A8P4 - 16 marks (WLPPParse.java or wlppparse.ss or wlppparse.cc)

Write a WLPP parser encapsulated as a Java, Scheme, or C++ program. The input to your parser is a file representing the sequence of tokens in a WLPP program, as output by the scanner specified in A6P4.

That is, each token is represented by a line containing the name of the token, followed by a space, followed by the string recognized as the token in the WLPP source program. Note: Unlike the input of A8P3, the input to your parser in this problem will not have lines containing BOF and EOF at the beginning and end.

If the input represents a syntactically valid WLPP program, the output from your program should be a .wlppi file. The format of a .wlppi represents the derivation and also the recognized token strings.

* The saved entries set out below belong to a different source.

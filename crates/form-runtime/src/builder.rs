use thiserror::Error;
use tracing::info;

use form_spec::{FormBuilder, LinkError, LinkTemplate};

use crate::backend::{BackendError, FormBackend};

#[derive(Debug, Error)]
pub enum SaveError {
    #[error(transparent)]
    Backend(#[from] BackendError),
    #[error(transparent)]
    Link(#[from] LinkError),
}

/// Result of saving the builder state.
#[derive(Debug, Clone, PartialEq, Eq)]
pub struct SavedForm {
    pub id: String,
    pub link: String,
}

impl SavedForm {
    pub fn message(&self) -> String {
        format!("Form saved! Link: {}", self.link)
    }
}

/// Save the current title and fields and hand back the share link.
pub async fn save_form(
    backend: &dyn FormBackend,
    builder: &FormBuilder,
    links: &LinkTemplate,
) -> Result<SavedForm, SaveError> {
    let schema = builder.schema();
    let id = backend.save_schema(&schema).await?;
    let link = links.render(&id)?;
    info!(form_id = %id, link = %link, "form saved");
    Ok(SavedForm { id, link })
}

#[cfg(test)]
mod tests {
    use super::*;
    use crate::backend::MockFormBackend;
    use form_spec::FieldType;

    #[tokio::test]
    async fn save_posts_title_and_fields() {
        let mut builder = FormBuilder::new();
        builder.set_title("Signup");
        builder.add_field(FieldType::Text);
        builder.add_field(FieldType::Select);

        let mut backend = MockFormBackend::new();
        backend
            .expect_save_schema()
            .withf(|schema| schema.title == "Signup" && schema.fields.len() == 2)
            .times(1)
            .returning(|_| Ok("form-42".to_string()));

        let saved = save_form(&backend, &builder, &LinkTemplate::default())
            .await
            .expect("save");
        assert_eq!(saved.id, "form-42");
        assert_eq!(
            saved.message(),
            "Form saved! Link: http://localhost:3000/forms/form-42"
        );
    }

    #[tokio::test]
    async fn backend_failure_is_propagated() {
        let mut backend = MockFormBackend::new();
        backend
            .expect_save_schema()
            .returning(|_| Err(BackendError::Request("offline".into())));

        let err = save_form(&backend, &FormBuilder::new(), &LinkTemplate::default())
            .await
            .expect_err("save fails");
        assert!(matches!(err, SaveError::Backend(_)));
    }
}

If the input does not represent a syntactically valid WLPP program, output "ERROR at k" to standard error where k is one greater the number of tokens in the longest correct prefix of the input (that is, not counting BOF).

The student.cs undergraduate enviroment includes two commands to help you test your parser:

Extra fun

Jslr -- a Simple LR(1) [SLR(1)] parser generator is a program that generates the LR(1) DFA for any SLR(1) grammar. You can use it to generate parsers for your own grammars, or to generate additional test inputs for A8P3. The input to Jslr.java is a .cfg file. If the .cfg file represents an SLR(1) grammar, the corresponding .lr1 file is output; otherwise an error message is produced.